While “Butterfly” might suggest another group of scruffy rockers hopping on the rap bandwagon, Binzer and Mazur are no strangers to hip-hop, or to the kinds of lifestyles that have inspired rap’s provocative expression. They’re also no strangers to the music industry. Binzer’s dad, Rollin, was an art director for Chess Records (he also worked on the cover art for “Game’), and Mazur’s father, Irwin, was a manager who worked with Billy Joel early in his career. Binzer traveled all over the world before settling in L.A. at age 12, while Mazur moved to California from New York around the same age.
Binzer was a skater punk who wrote about his experiences and wasn’t afraid to share them at freestyle rap competitions around town, even if he was one of the only white kids there. Mazur chose to make his mark behind the scenes, as a young producer on tracks for MC Lyte and Bell Biv Devoe.
The pair met nine years ago through a mutual friend, Will Adams of the L.A. hip-hop group Black Eyed Peas. They wrote and collaborated on and off over the years, but were often sidetracked by the very experiences that seemed to give their music its edge. Binzer says he paid the bills by selling drugs and stealing, in addition to movie-extra work, and he eventually ended up doing three months in the California Institution for Men in Chino on assault charges-an experience that not only provided him with lots of time to write, but also served as a reality check.
“Until I got caught for everything, I kind of felt like I was this invincible Biggie Smalls bad-ass comic book character,” remembers Binzer, alluding to the late rap star. “All of a sudden it went from using drugs to being a drug addict, and it turned from robbing people and beating people up because that was the thing to do, to going to jail for it.”
After jail, Binzer was required by the court to undergo rehab, where he says he was “caught between good and evil.”

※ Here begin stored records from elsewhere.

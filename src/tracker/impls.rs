//! Implementation blocks for tracker structs.

/// `TrackerState` construction.
pub mod tracker_state;

/// `ActiveSessions` operations.
pub mod active_sessions;

/// `SessionHandle` kick plumbing.
pub mod session_handle;

/// `Command` parsing.
pub mod command;

/// The `ClientSession` state machine.
pub mod client_session;
use std::sync::Arc;
use log::{debug, info, warn};
use crate::accounts::enums::account_error::AccountError;
use crate::registry::structs::peer_record::PeerRecord;
use crate::stats::enums::stats_event::StatsEvent;
use crate::tracker::enums::command::Command;
use crate::tracker::enums::session_flow::SessionFlow;
use crate::tracker::structs::client_session::ClientSession;
use crate::tracker::structs::tracker_state::TrackerState;
use crate::transport::structs::tcp_transport::TcpTransport;
use crate::transport::traits::transport::Transport;
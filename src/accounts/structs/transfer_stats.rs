use serde::{Deserialize, Serialize};

/// Two independent transfer counters.
///
/// One instance tracks downloads, a second one uploads. Serializes to
/// `"<count>,<bytes>"`; parsing is defensive and leaves prior values
/// unchanged on malformed input.
#[derive(Serialize, Deserialize, PartialEq, Eq, Clone, Copy, Debug, Default)]
pub struct TransferStats {
    pub files: u64,
    pub bytes: u64,
}
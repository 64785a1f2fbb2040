use std::path::{Path, PathBuf};
use log::{info, warn};
use tokio::io::AsyncWriteExt;
use crate::peer::enums::peer_error::PeerError;
use crate::peer::structs::chunked_download::ChunkedDownload;
use crate::transport::structs::tcp_transport::TcpTransport;
use crate::transport::traits::transport::Transport;

impl ChunkedDownload {
    pub fn new(chunk_size: usize, download_folder: &Path) -> ChunkedDownload {
        ChunkedDownload {
            chunk_size,
            download_folder: PathBuf::from(download_folder),
        }
    }

    /// Fetches `file_name` from the peer at `peer_address` (`host:port`).
    ///
    /// Sends `DOWNLOAD <fileName>` and copies the response byte stream to
    /// the local file in `chunk_size` pieces until the remote closes. A
    /// zero-byte result is a warning, not an error: the source peer may
    /// simply not have answered with data. Returns the bytes received.
    pub async fn fetch(&self, peer_address: &str, file_name: &str) -> Result<u64, PeerError>
    {
        if peer_address.parse::<std::net::SocketAddr>().is_err() {
            return Err(PeerError::InvalidPeerAddress(peer_address.to_string()));
        }

        let mut transport = TcpTransport::connect(peer_address).await?;
        transport.send_line(&format!("DOWNLOAD {file_name}")).await?;

        tokio::fs::create_dir_all(&self.download_folder).await?;
        let target = self.download_folder.join(file_name);
        let mut output = tokio::fs::OpenOptions::new()
            .append(true)
            .create(true)
            .open(&target)
            .await?;

        let mut buffer = vec![0u8; self.chunk_size];
        let mut total: u64 = 0;
        loop {
            let read = transport.read_bytes(&mut buffer).await?;
            if read == 0 {
                break;
            }
            output.write_all(&buffer[..read]).await?;
            total += read as u64;
        }
        output.flush().await?;
        transport.close().await?;

        if total == 0 {
            warn!("[TRANSFER] Download of {file_name} from {peer_address} returned no data");
        } else {
            info!("[TRANSFER] Downloaded {file_name} ({total} bytes) from {peer_address}");
        }
        Ok(total)
    }
}
/// A parsed control-protocol request.
///
/// One request per line; the verb decides how the remainder is split.
/// `SHARE` and `SEARCH` take the rest of the line verbatim so file names
/// may contain spaces.
#[derive(Debug, Clone, PartialEq, Eq)]
pub enum Command {
    Login { username: String, password: String },
    Signup { username: String, password: String },
    Register { port: u16 },
    Share { file_name: String },
    Search { term: String },
    ListPeers,
    UpdateStats { downloads: String, uploads: String },
    RemoveUser { username: String },
    ChangePassword { old_password: String, new_password: String },
    DeleteAccount { username: String, password: String },
    Unregister,
}
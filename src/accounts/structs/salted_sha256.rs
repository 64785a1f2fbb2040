/// Salted SHA-256 credential hasher.
///
/// Stored form is `"<salt hex>$<sha256(salt:password) hex>"` with a fresh
/// random 16-byte salt per hash.
#[derive(Debug, Default, Clone, Copy)]
pub struct SaltedSha256;
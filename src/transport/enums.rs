//! Transport enumerations.

/// Errors raised by transport operations.
pub mod transport_error;
use serde::{Deserialize, Serialize};

/// The role attached to an identity.
///
/// Exactly one `Administrator` identity exists per tracker; it is
/// synthesized at load time and never stored in the regular user table.
#[derive(Serialize, Deserialize, PartialEq, Eq, Clone, Copy, Debug)]
pub enum Role {
    Administrator,
    Regular,
}
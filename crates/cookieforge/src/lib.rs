//! # Cookieforge
//!
//! Stateless, tamper-evident sessions carried in HTTP cookies.
//!
//! Cookieforge packs a session (login name, flags, expiry, and an
//! application payload) into a signed, optionally encrypted cookie value,
//! and refuses to trust any cookie whose signature doesn't check out. A
//! small lifecycle layer ([`SessionManager`]) turns inbound cookies into
//! [`Session`]s and sessions back into outbound [`SetCookie`] headers.
//!
//! ## Quick Start
//!
//! ```rust
//! use cookieforge::prelude::*;
//!
//! let store: CookieStore = CookieStore::builder(b"digest secret")
//!     .cipher_key(b"1234567890abcdef")
//!     .build()?;
//! let sessions: SessionManager<_> = SessionManager::new(store, CookieConfig::default());
//!
//! // First request: no cookie yet.
//! let mut session = sessions.start(None)?;
//! assert_eq!(session.state, SessionState::New);
//!
//! session.login_name = "johndoe".into();
//! let cookie = sessions.save(&mut session)?;
//!
//! // Next request presents the cookie.
//! let session = sessions.start(Some(&cookie.value))?;
//! assert_eq!(session.state, SessionState::Valid);
//! assert_eq!(session.login_name, "johndoe");
//! # Ok::<(), CookieforgeError>(())
//! ```
//!
//! ## Crates
//!
//! - `cookieforge-codec` — byte packing and payload coders
//! - `cookieforge-session` — sessions, providers, the cookie codec
//! - `cookieforge` (this crate) — lifecycle, cookie headers, configuration

mod config;
mod cookie;
mod error;
mod manager;

pub use config::CookieConfig;
pub use cookie::{SetCookie, cookie_value};
pub use error::CookieforgeError;
pub use manager::SessionManager;

pub use cookieforge_codec as codec;
pub use cookieforge_session::{
    CookieStore, CookieStoreBuilder, MemoryStore, Provider, Session,
    SessionError, SessionState,
};

/// Everything needed to wire sessions into a request handler.
pub mod prelude {
    pub use crate::{
        CookieConfig, CookieStore, CookieforgeError, MemoryStore, Provider,
        Session, SessionError, SessionManager, SessionState, SetCookie,
        cookie_value,
    };
    pub use cookieforge_codec::{CodecError, JsonCoder, PayloadCoder};
}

“Part of me was like, ‘Why do I have to change for these people?’ But then I realized I needed to change for myself,” he says. “I didn’t want to be some guy who sticks needles in his neck in county jail and gets arrested every six months.”
While Binzer was getting it together, his pal Mazur went through similar troubles with drugs and also ended up in rehab. When they were both out and ready to work on their music in the late ‘90s, they had a new perspective and soon decided to put a backing band together: DJ AM (Adam Goldstein), drummer James Bradley Jr., bassist Doug “Faydoedeelay” Miller, and guitarists Antonio “Trouble” Valli and Rust Epique (who has since been replaced by Kraig “Squirrel” Tyler).
By the time they started shopping around their punkish, guitar-anchored hip-hop in early ‘99, the melding of rap and rock was already a bona fide craze.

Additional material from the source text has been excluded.